Fig. 33. Arabian sword dance
Fig. 34. Hamitic wedding dance
Set forms of amusement seem to be few. As already mentioned, the performance of the Mûled is both a religious exercise and an entertainment, and a peculiar “dance” is indulged in with much relish on all occasions, though the performance seems pointless and monotonous in the extreme. The photograph was taken at a wedding, the bundle of dried palm leaves on the extreme left set up on the ridge pole of the tent being here, where no palm trees grow, the symbol of wedded prosperity. The women guests form a rough semicircle and provide music by chanting and clapping the hands together. The men stand in a group opposite at a little distance, and at intervals one or two of them run forward towards the women, jump into the air as high and as often as they can, and then return to their fellows. The photograph shews two men at the top of their jump together.

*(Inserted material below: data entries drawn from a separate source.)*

//! Column listing from a mapping.
//!
//! Renders the mapping's source names, destination columns, and datatypes
//! as an ASCII table, with the key column marked.

use anyhow::Result;
use log::info;

use crate::{cli::ColumnsArgs, mapping::FieldMapping, table};

pub fn execute(args: &ColumnsArgs) -> Result<()> {
    let mapping = FieldMapping::resolve(args.mapping.as_deref())?;

    let mut rows = Vec::with_capacity(mapping.columns.len());
    for (idx, map) in mapping.columns.iter().enumerate() {
        let position = (idx + 1).to_string();
        let key_marker = if mapping.key_column.as_deref() == Some(map.source.as_str()) {
            "yes".to_string()
        } else {
            String::new()
        };
        rows.push(vec![
            position,
            map.source.clone(),
            map.column.clone(),
            map.datatype.to_string(),
            key_marker,
        ]);
    }

    let headers = vec![
        "#".to_string(),
        "source".to_string(),
        "column".to_string(),
        "datatype".to_string(),
        "key".to_string(),
    ];
    table::print_table(&headers, &rows);
    info!(
        "Listed {} column(s) for table {}",
        mapping.columns.len(),
        mapping.table
    );
    Ok(())
}
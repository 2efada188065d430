//! Field mapping model and YAML persistence.
//!
//! A [`FieldMapping`] says which sheet columns land in which table columns
//! and which conversion each one gets. The crate ships a built-in mapping
//! for the investment property workbook; `--mapping <file>` swaps in a YAML
//! file with the same shape, and `probe` writes a starter file from a sheet
//! sample.
//!
//! Mapping YAML looks like:
//!
//! ```yaml
//! table: public.investments
//! key_column: Asset ID
//! columns:
//!   - source: Purchase Price
//!     column: purchase_price
//!     datatype: currency
//! ```

use std::{
    collections::HashSet,
    fmt,
    fs::File,
    io::BufReader,
    path::Path,
    str::FromStr,
    sync::OnceLock,
};

use anyhow::{Context, Result, anyhow};
use regex::Regex;
use serde::{Deserialize, Deserializer, Serialize, Serializer, de};
use thiserror::Error;

/// Table targeted by the built-in investment property mapping.
pub const INVESTMENTS_TABLE: &str = "public.investments";

/// Conversion applied to a source column before it reaches SQL.
#[derive(Debug, Clone, Copy, PartialEq, Eq)]
pub enum SemanticType {
    Currency,
    Percentage,
    Date,
    Boolean,
    Integer,
    Decimal,
    Text,
}

impl SemanticType {
    pub fn as_str(&self) -> &'static str {
        match self {
            SemanticType::Currency => "currency",
            SemanticType::Percentage => "percentage",
            SemanticType::Date => "date",
            SemanticType::Boolean => "boolean",
            SemanticType::Integer => "integer",
            SemanticType::Decimal => "decimal",
            SemanticType::Text => "text",
        }
    }

    pub fn variants() -> &'static [&'static str] {
        &[
            "currency",
            "percentage",
            "date",
            "boolean",
            "integer",
            "decimal",
            "text",
        ]
    }
}

impl fmt::Display for SemanticType {
    fn fmt(&self, f: &mut fmt::Formatter<'_>) -> fmt::Result {
        write!(f, "{}", self.as_str())
    }
}

impl FromStr for SemanticType {
    type Err = anyhow::Error;

    fn from_str(value: &str) -> Result<Self, Self::Err> {
        let normalized = value.trim().to_ascii_lowercase();
        match normalized.as_str() {
            "currency" => Ok(SemanticType::Currency),
            "percentage" | "percent" => Ok(SemanticType::Percentage),
            "date" => Ok(SemanticType::Date),
            "boolean" | "bool" => Ok(SemanticType::Boolean),
            "integer" | "int" => Ok(SemanticType::Integer),
            "decimal" | "float" => Ok(SemanticType::Decimal),
            "text" | "string" => Ok(SemanticType::Text),
            _ => Err(anyhow!(
                "Unknown datatype '{value}'. Supported types: {}",
                SemanticType::variants().join(", ")
            )),
        }
    }
}

impl Serialize for SemanticType {
    fn serialize<S>(&self, serializer: S) -> Result<S::Ok, S::Error>
    where
        S: Serializer,
    {
        serializer.serialize_str(self.as_str())
    }
}

impl<'de> Deserialize<'de> for SemanticType {
    fn deserialize<D>(deserializer: D) -> Result<Self, D::Error>
    where
        D: Deserializer<'de>,
    {
        let token = String::deserialize(deserializer)?;
        SemanticType::from_str(&token).map_err(|err| de::Error::custom(err.to_string()))
    }
}

/// One source column bound to one destination column.
#[derive(Debug, Clone, Serialize, Deserialize, PartialEq)]
pub struct FieldMap {
    /// Column name as it appears in the sheet header row.
    pub source: String,
    /// Destination column in the target table.
    pub column: String,
    pub datatype: SemanticType,
}

/// The full source-to-table mapping for one sheet.
#[derive(Debug, Clone, Serialize, Deserialize, PartialEq)]
pub struct FieldMapping {
    pub table: String,
    /// Source column whose value must be present for a row to be emitted.
    #[serde(default, skip_serializing_if = "Option::is_none")]
    pub key_column: Option<String>,
    pub columns: Vec<FieldMap>,
}

#[derive(Debug, Error)]
pub enum MappingError {
    #[error("mapping has no columns")]
    Empty,
    #[error("table name '{table}' is not a valid SQL identifier")]
    InvalidTable { table: String },
    #[error("destination column '{column}' is not a valid SQL identifier")]
    InvalidColumn { column: String },
    #[error("destination column '{column}' is mapped more than once")]
    DuplicateColumn { column: String },
    #[error("source column '{name}' is mapped more than once")]
    DuplicateSource { name: String },
    #[error("key column '{key}' is not one of the mapped source columns")]
    UnknownKey { key: String },
}

fn identifier() -> &'static Regex {
    static PATTERN: OnceLock<Regex> = OnceLock::new();
    PATTERN.get_or_init(|| Regex::new(r"^[A-Za-z_][A-Za-z0-9_]*$").expect("identifier pattern is valid"))
}

/// Accepts plain and schema-qualified names (`investments`, `public.investments`).
fn valid_table_name(table: &str) -> bool {
    !table.is_empty() && table.split('.').all(|part| identifier().is_match(part))
}

/// A mapping resolved against an actual header row: entries paired with
/// their field index, entries whose source column the sheet lacks, and the
/// position of the key column if one is named.
#[derive(Debug)]
pub struct BoundMapping<'a> {
    pub columns: Vec<(usize, &'a FieldMap)>,
    pub missing: Vec<&'a str>,
    pub key_index: Option<usize>,
}

impl FieldMapping {
    /// The built-in mapping for the investment property workbook.
    pub fn investments() -> Self {
        FieldMapping {
            table: INVESTMENTS_TABLE.to_string(),
            key_column: Some("Asset ID".to_string()),
            columns: INVESTMENT_COLUMNS
                .iter()
                .map(|(source, column, datatype)| FieldMap {
                    source: (*source).to_string(),
                    column: (*column).to_string(),
                    datatype: *datatype,
                })
                .collect(),
        }
    }

    pub fn load(path: &Path) -> Result<Self> {
        let file = File::open(path).with_context(|| format!("Opening mapping file {path:?}"))?;
        let reader = BufReader::new(file);
        let mapping: FieldMapping =
            serde_yaml::from_reader(reader).context("Parsing mapping YAML")?;
        mapping.validate()?;
        Ok(mapping)
    }

    /// Loads the mapping at `path`, or the built-in investments mapping
    /// when no file is named.
    pub fn resolve(path: Option<&Path>) -> Result<Self> {
        match path {
            Some(path) => Self::load(path),
            None => Ok(Self::investments()),
        }
    }

    pub fn save(&self, path: &Path) -> Result<()> {
        self.validate()?;
        let file = File::create(path).with_context(|| format!("Creating mapping file {path:?}"))?;
        serde_yaml::to_writer(file, self).context("Writing mapping YAML")
    }

    pub fn validate(&self) -> Result<(), MappingError> {
        if self.columns.is_empty() {
            return Err(MappingError::Empty);
        }
        if !valid_table_name(&self.table) {
            return Err(MappingError::InvalidTable {
                table: self.table.clone(),
            });
        }
        let mut seen_columns = HashSet::new();
        let mut seen_sources = HashSet::new();
        for map in &self.columns {
            if !identifier().is_match(&map.column) {
                return Err(MappingError::InvalidColumn {
                    column: map.column.clone(),
                });
            }
            if !seen_columns.insert(map.column.as_str()) {
                return Err(MappingError::DuplicateColumn {
                    column: map.column.clone(),
                });
            }
            if !seen_sources.insert(map.source.as_str()) {
                return Err(MappingError::DuplicateSource {
                    name: map.source.clone(),
                });
            }
        }
        if let Some(key) = &self.key_column
            && !self.columns.iter().any(|map| &map.source == key)
        {
            return Err(MappingError::UnknownKey { key: key.clone() });
        }
        Ok(())
    }

    /// Resolves each entry against the sheet's header row. Entries keep
    /// mapping order; sources absent from the sheet are reported, not bound.
    pub fn bind<'a>(&'a self, headers: &[String]) -> BoundMapping<'a> {
        let position = |name: &str| headers.iter().position(|header| header == name);
        let mut columns = Vec::with_capacity(self.columns.len());
        let mut missing = Vec::new();
        for map in &self.columns {
            match position(&map.source) {
                Some(index) => columns.push((index, map)),
                None => missing.push(map.source.as_str()),
            }
        }
        let key_index = self.key_column.as_deref().and_then(position);
        BoundMapping {
            columns,
            missing,
            key_index,
        }
    }
}

/// Column layout of the investment property workbook, in emission order.
const INVESTMENT_COLUMNS: &[(&str, &str, SemanticType)] = &[
    ("Asset ID + Name", "asset_id_plus_name", SemanticType::Text),
    ("Asset ID", "asset_id", SemanticType::Text),
    ("Portfolio Name", "portfolio_name", SemanticType::Text),
    ("Name - Reducd", "name_reduced", SemanticType::Text),
    ("Name - CHFA", "name_chfa", SemanticType::Text),
    ("Address", "address", SemanticType::Text),
    ("City", "city", SemanticType::Text),
    ("State", "state", SemanticType::Text),
    ("ZIP Code", "zip_code", SemanticType::Text),
    ("Address - Full", "address_full", SemanticType::Text),
    ("Unit Total", "unit_total", SemanticType::Integer),
    ("Units", "units", SemanticType::Integer),
    ("Comm Units", "comm_units", SemanticType::Integer),
    ("Beds", "beds", SemanticType::Integer),
    ("Baths", "baths", SemanticType::Decimal),
    ("Half Baths", "half_baths", SemanticType::Integer),
    ("Rooms", "rooms", SemanticType::Decimal),
    ("Property Type", "property_type", SemanticType::Text),
    ("Scope of Work - Orig", "scope_of_work", SemanticType::Text),
    ("New Const?", "new_construction", SemanticType::Boolean),
    ("Sect 8 Units?", "section_8_units", SemanticType::Boolean),
    ("PBV", "pbv", SemanticType::Text),
    ("Leasing Status - Initial", "leasing_status", SemanticType::Text),
    ("Owner LLC", "owner_llc", SemanticType::Text),
    ("Manager", "manager", SemanticType::Text),
    ("Owner LLC co", "owner_llc_co", SemanticType::Text),
    ("EIN", "ein", SemanticType::Text),
    ("Parcel ID", "parcel_id", SemanticType::Text),
    ("Census Tract", "census_tract", SemanticType::Text),
    ("Poverty - % Below", "poverty_pct_below", SemanticType::Percentage),
    ("Qualified Census Tract", "qualified_census_tract", SemanticType::Text),
    ("Walkscore", "walkscore", SemanticType::Integer),
    ("Proforma Revenue", "proforma_revenue", SemanticType::Currency),
    ("EGI", "egi", SemanticType::Currency),
    ("NOI", "noi", SemanticType::Currency),
    ("Going-in NOI", "going_in_noi", SemanticType::Currency),
    ("Going-In Cap Rate", "going_in_cap_rate", SemanticType::Percentage),
    (
        "Proforma Operating Expenses",
        "proforma_operating_expenses",
        SemanticType::Currency,
    ),
    ("Exp - Tax - Prop", "exp_tax_prop", SemanticType::Currency),
    ("Exp - Prop Ins.", "exp_prop_ins", SemanticType::Currency),
    ("Exp - Utilities", "exp_utilities", SemanticType::Currency),
    ("Exp - R&M", "exp_rm", SemanticType::Currency),
    ("Exp - Payroll", "exp_payroll", SemanticType::Currency),
    ("Exp - Garbage", "exp_garbage", SemanticType::Currency),
    ("Exp - PM Fee + Admin", "exp_pm_fee_admin", SemanticType::Currency),
    ("Purchase Price", "purchase_price", SemanticType::Currency),
    ("Down Payment", "down_payment", SemanticType::Currency),
    ("APPRAISED VALUE", "appraised_value", SemanticType::Currency),
    ("Date Of Last Appraisal", "date_of_last_appraisal", SemanticType::Date),
    ("Appraisal Firm", "appraisal_firm", SemanticType::Text),
    ("Assessed Value", "assessed_value", SemanticType::Currency),
    ("Assessment Date", "assessment_date", SemanticType::Date),
    ("Debt1 - Initial", "debt1_initial", SemanticType::Currency),
    ("Debt1 - Int Rate", "debt1_int_rate", SemanticType::Percentage),
    ("Maturity Date", "maturity_date", SemanticType::Date),
    ("LTV Ratio", "ltv_ratio", SemanticType::Percentage),
    ("DSV Ratio", "dsv_ratio", SemanticType::Percentage),
    ("Debt Service", "debt_service", SemanticType::Currency),
    ("Mortgage Holder", "mortgage_holder", SemanticType::Text),
    ("Built", "built", SemanticType::Integer),
    ("Renovated - Last", "renovated_last", SemanticType::Integer),
    ("Building SF", "building_sf", SemanticType::Integer),
    ("Building SF - Finished", "building_sf_finished", SemanticType::Integer),
    ("Unit SF - Avg", "unit_sf_avg", SemanticType::Integer),
    ("Land SF", "land_sf", SemanticType::Integer),
    ("Stories", "stories", SemanticType::Integer),
    ("Roof Type", "roof_type", SemanticType::Text),
    ("Roof Cover", "roof_cover", SemanticType::Text),
    ("Heat Fuel", "heat_fuel", SemanticType::Text),
    ("Heat Type", "heat_type", SemanticType::Text),
    ("Heat Sys Count", "heat_sys_count", SemanticType::Integer),
    ("Cooking Fuel", "cooking_fuel", SemanticType::Text),
    ("AC Type - Marketing", "ac_type", SemanticType::Text),
    ("AC Included", "ac_included", SemanticType::Boolean),
    ("Parking Spots Count", "parking_spots_count", SemanticType::Decimal),
    ("BR - 0", "br_0", SemanticType::Integer),
    ("BR - 1", "br_1", SemanticType::Integer),
    ("BR - 2", "br_2", SemanticType::Integer),
    ("BR - 3", "br_3", SemanticType::Integer),
    ("BR - 4", "br_4", SemanticType::Integer),
    (
        "Electric - Utility Company",
        "electric_utility_company",
        SemanticType::Text,
    ),
    ("Elect Account", "electric_account", SemanticType::Text),
    ("Gas - Utility Company", "gas_utility_company", SemanticType::Text),
    ("Gas Account", "gas_account", SemanticType::Text),
];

The sword dance illustrated was a really fine display, made by the captain and crew of a merchant sambûk which was in harbour. Hearing a considerable noise in the village one night, I strolled out to see what it might be, and found complete silence and darkness! Enquiring at the house of one of my sailors, I found the whole party in his tiny hut; I told them there was not the least objection to their dance provided it went on no longer than midnight, and that I should much enjoy seeing it. I was rewarded by a really interesting display, instead of the tame performance I expected; sticks being used in place of swords. So I arranged for another performance, which is depicted on [Plate XVII], by daylight, and gave leave for real swords to be brought from the sambûk. The principal dancers each had a sword and its scabbard in their hands, the crew, negro and Arab, forming the lines between which the dancers marched, turned and whirled to the sound of song, clapping and drum. It was desperately hot work by daylight, but the enjoyment of all is visible even in the photograph.
Sham fights are sometimes performed, with apparent fury, by natives armed with sword and shield; but this is a much lower thing than the symbolic expression of emotion given by the Arabians’ dance. The ordinary negro dancing is absolutely stupid in appearance, and I could not find that the performers attached any meaning to it. Two of these men, however, can give a good sham fight with sticks, but it is that and nothing more, the emotions dramatised being of the crudest. Throwing their heavy curved walking sticks at another which is stuck vertically into the sand, is one of the minor amusements for boys and men. Sides are chosen, the losers’ penalty is to carry the winners on their backs over the range, or this may be compounded for by the losers standing cups of tea. This is really practising a useful art, as hares &c. are killed in this way. There is also a game in which two men move white and black pebbles over a draughtboard in which holes are cut to contain the pebbles, or the board may be merely a series of little holes in the sand. There is a good deal of gambling over cards, the ordinary European cards, and those of good quality too, being very cheap. I was at pains to discover the game, but found it so elementary and uninteresting that I straightway forgot it again. Perhaps this is why it is played for money; without serious gambling interest the game would not be worth playing, even to a native.
CHAPTER V
SAILORS OF THE RED SEA
The sailors of the Red Sea are practically all Arabians and their negro slaves. They generally give Jedda or a neighbouring port as their headquarters, though some are from Sinai in the north to Hodêda in the south. The Sudan coast is merely a portion of their beat, few vessels really belong to the country. The pearlers, too, come and go as they visit the reefs of the whole sea in turn.
The maritime Hamites are so very few and so rarely depend entirely on the sea for a living, but upon their animals also, that it is surprising to find that they are distinguished in any way from the country population. The difference may be expressed in the actual words of one of them. “You see that man riding a camel? He would think me a fool because I know little about camels, while I think him a fool because he might die of hunger by the sea-side, not knowing how to get even clams (Tridacna) to eat.”